2泊3日で高松-屋島-琴平-鳴門と旅行しました。(中略)ただうず潮は“ごう音”を立てるほどの迫力が時季が悪く、ありませんでした。(中略)高松の銘菓“母恵夢”は、すばらしいおいしさでした。
掟破りかもしれませんが四半世紀の時を越えてツッコませていただきます。
“母恵夢”は松山の銘菓です!!!!
ま、当時21歳の東京から来た観光客ですからそこらへんは仕方ないかもしれません。
いま55歳の彼女は、いまだに高松の銘菓は母恵夢だし、渦潮は宣材写真に使われているものが大きいのであって、大潮の時期でないとがっかりするということは全く知らなくて、うっかり助詞の「が」を一文で2回使ってしまう(油断するとついやっちゃいますよね)……という若さゆえの失敗をどう思っているのでしょうか。
こういうことを指摘すると30年後にこの記事が攻撃されそうなのでやめておきます。なにより編集部は投稿文を直したりしないのでしょうか。原文ママのスタイル、それもヤングの素直なセンテンスでGoodじゃない、とゆーことなのか。
一辺の旅行者、家の者というワードが、お歳を召した方だと気づかせてくれます。そうです、JOY FRIENDはヤングだけじゃあないのです。しかしながら当時68歳ということは、ご存命なら今年で102歳……。お元気でいてほしいですね。
7 まとめ
このガイドブックが発行された1986年近くは昭和末期ということもあり、戦後日本の転換期となった時代でもあります。戦前や高度経済成長期までの『旅行本』は、現代と断絶しているように思います。しかし、80年代に出版されたこのガイドブックは現代への連続性をある程度保持しているのではないでしょうか。

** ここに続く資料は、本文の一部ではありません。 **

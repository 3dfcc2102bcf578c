//! Request lifecycle: one outstanding pipeline call, observed as `RequestState`.
//!
//! Every submission bumps a generation counter and the call it spawns is
//! tagged with that generation. Resolutions carrying an older generation are
//! dropped, so state always reflects the most recently *initiated*
//! submission, whatever order the network answers in.

use std::fmt;
use std::sync::Arc;

use tokio::sync::{mpsc, watch};

use crate::error::{PipelineError, StaleResolution};
use crate::pipeline::{Pipeline, PipelineRequest, PipelineResponse};
use crate::query::Query;

#[derive(Debug, Clone, Default, PartialEq, Eq)]
pub enum RequestState {
    #[default]
    Idle,
    Loading,
    Success(PipelineResponse),
    Error(String),
}

impl RequestState {
    pub fn label(&self) -> &'static str {
        match self {
            RequestState::Idle => "idle",
            RequestState::Loading => "loading",
            RequestState::Success(_) => "success",
            RequestState::Error(_) => "error",
        }
    }

    pub fn is_loading(&self) -> bool {
        matches!(self, RequestState::Loading)
    }
}

#[derive(Debug, Clone, Copy, Default, PartialEq, Eq, PartialOrd, Ord, Hash)]
pub struct Generation(u64);

impl Generation {
    pub fn get(self) -> u64 {
        self.0
    }

    fn next(self) -> Self {
        Generation(self.0 + 1)
    }
}

impl fmt::Display for Generation {
    fn fmt(&self, f: &mut fmt::Formatter<'_>) -> fmt::Result {
        write!(f, "#{}", self.0)
    }
}

/// A request ready to be sent, tagged with the generation it belongs to.
#[derive(Debug, Clone, PartialEq, Eq)]
pub struct Submission {
    pub generation: Generation,
    pub request: PipelineRequest,
}

/// The outcome of one pipeline call, routed back to the orchestrator.
#[derive(Debug)]
pub struct Resolution {
    pub generation: Generation,
    pub outcome: Result<PipelineResponse, PipelineError>,
}

#[derive(Debug)]
pub struct Orchestrator {
    model: String,
    generation: Generation,
    state: watch::Sender<RequestState>,
}

impl Orchestrator {
    pub fn new(model: impl Into<String>) -> Self {
        let (state, _) = watch::channel(RequestState::Idle);
        Self { model: model.into(), generation: Generation::default(), state }
    }

    pub fn model(&self) -> &str {
        &self.model
    }

    /// Generation of the most recent submission (zero before the first one).
    pub fn generation(&self) -> Generation {
        self.generation
    }

    pub fn state(&self) -> RequestState {
        self.state.borrow().clone()
    }

    pub fn subscribe(&self) -> watch::Receiver<RequestState> {
        self.state.subscribe()
    }

    /// Start a new lifecycle: publish `Loading` and hand back the tagged request.
    ///
    /// Observers clear any displayed report and charts when they see
    /// `Loading`, so stale content never sits next to a new in-flight request.
    pub fn begin(&mut self, query: Query) -> Submission {
        self.generation = self.generation.next();
        self.transition(RequestState::Loading);
        tracing::info!(generation = self.generation.get(), query = %query, "query submitted");
        Submission {
            generation: self.generation,
            request: PipelineRequest::new(query, self.model.clone()),
        }
    }

    /// Apply a finished call. Stale generations leave state untouched.
    pub fn resolve(&mut self, resolution: Resolution) -> Result<(), StaleResolution> {
        if resolution.generation != self.generation {
            let stale = StaleResolution {
                resolved: resolution.generation.get(),
                current: self.generation.get(),
            };
            tracing::debug!(resolved = stale.resolved, current = stale.current, "dropping stale resolution");
            return Err(stale);
        }

        let next = match resolution.outcome {
            Ok(response) => {
                tracing::info!(
                    generation = self.generation.get(),
                    charts = response.chart_html_list.len(),
                    report = response.has_report(),
                    "pipeline resolved"
                );
                RequestState::Success(response)
            }
            Err(err) => {
                tracing::warn!(
                    generation = self.generation.get(),
                    kind = err.kind(),
                    error = %err,
                    "pipeline failed"
                );
                RequestState::Error(err.user_message())
            }
        };
        self.transition(next);
        Ok(())
    }

    /// `begin` plus one spawned call; the resolution comes back over `results`.
    ///
    /// Must be called from within a tokio runtime.
    pub fn submit<P>(
        &mut self,
        query: Query,
        pipeline: Arc<P>,
        results: mpsc::UnboundedSender<Resolution>,
    ) -> Generation
    where
        P: Pipeline + 'static,
    {
        let Submission { generation, request } = self.begin(query);
        tokio::spawn(async move {
            let outcome = pipeline.run(&request).await;
            // Receiver gone means the front end shut down; nothing to report to.
            let _ = results.send(Resolution { generation, outcome });
        });
        generation
    }

    fn transition(&self, next: RequestState) {
        self.state.send_replace(next);
    }
}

(まあ1986年はバブル景気の入り口、冷戦期でもあるので完全に地続きなイメージもないですが)
国外では1986年の重大事件として
・チャレンジャー号爆発(毎年続いていたスペースシャトル打ち上げがこれ以降途絶える)
・イランコントラ事件(アメリカ政界を揺るがす、レーガン政権最大スキャンダル)
国内では1986年付近といえば
・85年より日本電電公社および専売公社が民営化、現在まで続く民営化・規制緩和の系譜
・間接税(消費税)導入について中曽根内閣で検討、87年に売上税法案提出
・86年末からバブル景気が始まる(実感が伴うのは87年以降)
・二公社に続き国鉄が87年民営化、88年に宇高連絡船と青函連絡船が廃止
中曽根元総理の遺産「民営化」 加藤綾子【3分でわかる】問題と解説は進学塾・サピックスが出題
などなど。
そういう目線で見てみると、古い表現や今はなきお店がどうしても目を引きますが、現代(2020年)につながる風光明媚な風景、レディメイドではないその土地の名産品、などを再発見できます。
たとえば土産として竹や木で作った素朴な民芸品がイチオシされているのは、最近のガイドブックであまり見ない印象です。
これは個人的な感想にすぎませんが、ガイドブックに載っている若者の間での流行や服装、旅の楽しみ方……これらすべては儚いもので、35年ほど経過した現代の目線で見ると古臭く感じます。
時の移ろいというものは残酷ですね。しかしその「古臭さ」や「格好悪さ」によってか、その時代を生きていない人間にも郷愁や懐かしさを与えてくれます。
いま生きているこの時間もしばらく経てば変色し、やがて思い出になっていく。どれが不変のものでどれが色褪せていくものなのか?こればかりは分かりませんから、日々の記録をとって時々思い起こすことが必要なのでしょう。
というわけでインスタントに旅行と郷愁を味わえる『古いガイドブック』を使った『バーチャル旅行』いかがでしょうか?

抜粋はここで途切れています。